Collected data
# # # # # # #

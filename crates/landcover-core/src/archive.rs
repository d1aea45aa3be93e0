//! Raster query client contract and an in-memory archive backend.
//!
//! The remote archive is an opaque dependency: given a region, a date range and
//! a band name it returns the classified rasters intersecting both, or an empty
//! set. Absence of imagery is a normal outcome, never an error.

use std::path::Path;

use async_trait::async_trait;
use chrono::NaiveDate;
use serde::{Deserialize, Serialize};
use tracing::debug;

use crate::error::{ArchiveLoadError, QueryError};
use crate::geometry::Region;
use crate::raster::{ClassRaster, RasterSet};
use crate::window::DateRange;

#[async_trait]
pub trait RasterArchive: Send + Sync {
    /// Rasters of `band` acquired within `range` whose footprint intersects `region`.
    async fn query(&self, region: &Region, range: &DateRange, band: &str) -> Result<RasterSet, QueryError>;
}

/// One classified acquisition.
#[derive(Debug, Clone, PartialEq, Serialize, Deserialize)]
pub struct Scene {
    pub id: String,
    pub acquired: NaiveDate,
    pub band: String,
    pub raster: ClassRaster,
}

/// Scenes held in memory, ordered by acquisition date.
#[derive(Debug, Clone, Default)]
pub struct InMemoryArchive {
    scenes: Vec<Scene>,
}

impl InMemoryArchive {
    /// Rejects any scene whose raster does not match its own dimensions.
    pub fn new(mut scenes: Vec<Scene>) -> Result<Self, ArchiveLoadError> {
        if let Some(bad) = scenes.iter().find(|s| !s.raster.is_consistent()) {
            return Err(ArchiveLoadError::Malformed {
                id: bad.id.clone(),
                message: "raster data length or bounds do not match its dimensions".to_string(),
            });
        }
        scenes.sort_by(|a, b| a.acquired.cmp(&b.acquired).then_with(|| a.id.cmp(&b.id)));
        Ok(Self { scenes })
    }

    pub fn len(&self) -> usize {
        self.scenes.len()
    }

    pub fn is_empty(&self) -> bool {
        self.scenes.is_empty()
    }

    /// Load every `*.json` scene file in `dir`.
    pub fn load_dir(dir: impl AsRef<Path>) -> Result<Self, ArchiveLoadError> {
        let dir = dir.as_ref();
        let io_err = |source| ArchiveLoadError::Io { path: dir.display().to_string(), source };
        let mut paths: Vec<_> = std::fs::read_dir(dir)
            .map_err(io_err)?
            .collect::<Result<Vec<_>, _>>()
            .map_err(io_err)?
            .into_iter()
            .map(|e| e.path())
            .filter(|p| p.extension().is_some_and(|x| x == "json"))
            .collect();
        paths.sort();

        let mut scenes = Vec::with_capacity(paths.len());
        for path in paths {
            let text = std::fs::read_to_string(&path).map_err(|source| ArchiveLoadError::Io {
                path: path.display().to_string(),
                source,
            })?;
            let scene: Scene = serde_json::from_str(&text).map_err(|source| ArchiveLoadError::Decode {
                path: path.display().to_string(),
                source,
            })?;
            scenes.push(scene);
        }
        debug!(dir = %dir.display(), scenes = scenes.len(), "loaded scene archive");
        Self::new(scenes)
    }
}

#[async_trait]
impl RasterArchive for InMemoryArchive {
    async fn query(&self, region: &Region, range: &DateRange, band: &str) -> Result<RasterSet, QueryError> {
        if band.is_empty() {
            return Err(QueryError::Fatal("band name is empty".to_string()));
        }
        if range.end <= range.start {
            return Err(QueryError::Fatal(format!("empty date range {}..{}", range.start, range.end)));
        }
        let footprint = region.bounds();
        let rasters = self
            .scenes
            .iter()
            .filter(|s| s.band == band && range.contains(s.acquired) && s.raster.bounds.intersects(&footprint))
            .map(|s| s.raster.clone())
            .collect();
        Ok(RasterSet::new(rasters))
    }
}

# # # # # # #

→ Assignment: In the entries above, find each line that includes the string "classified" and copy it.

→ Answer space:
//! a band name it returns the classified rasters intersecting both, or an empty
/// One classified acquisition.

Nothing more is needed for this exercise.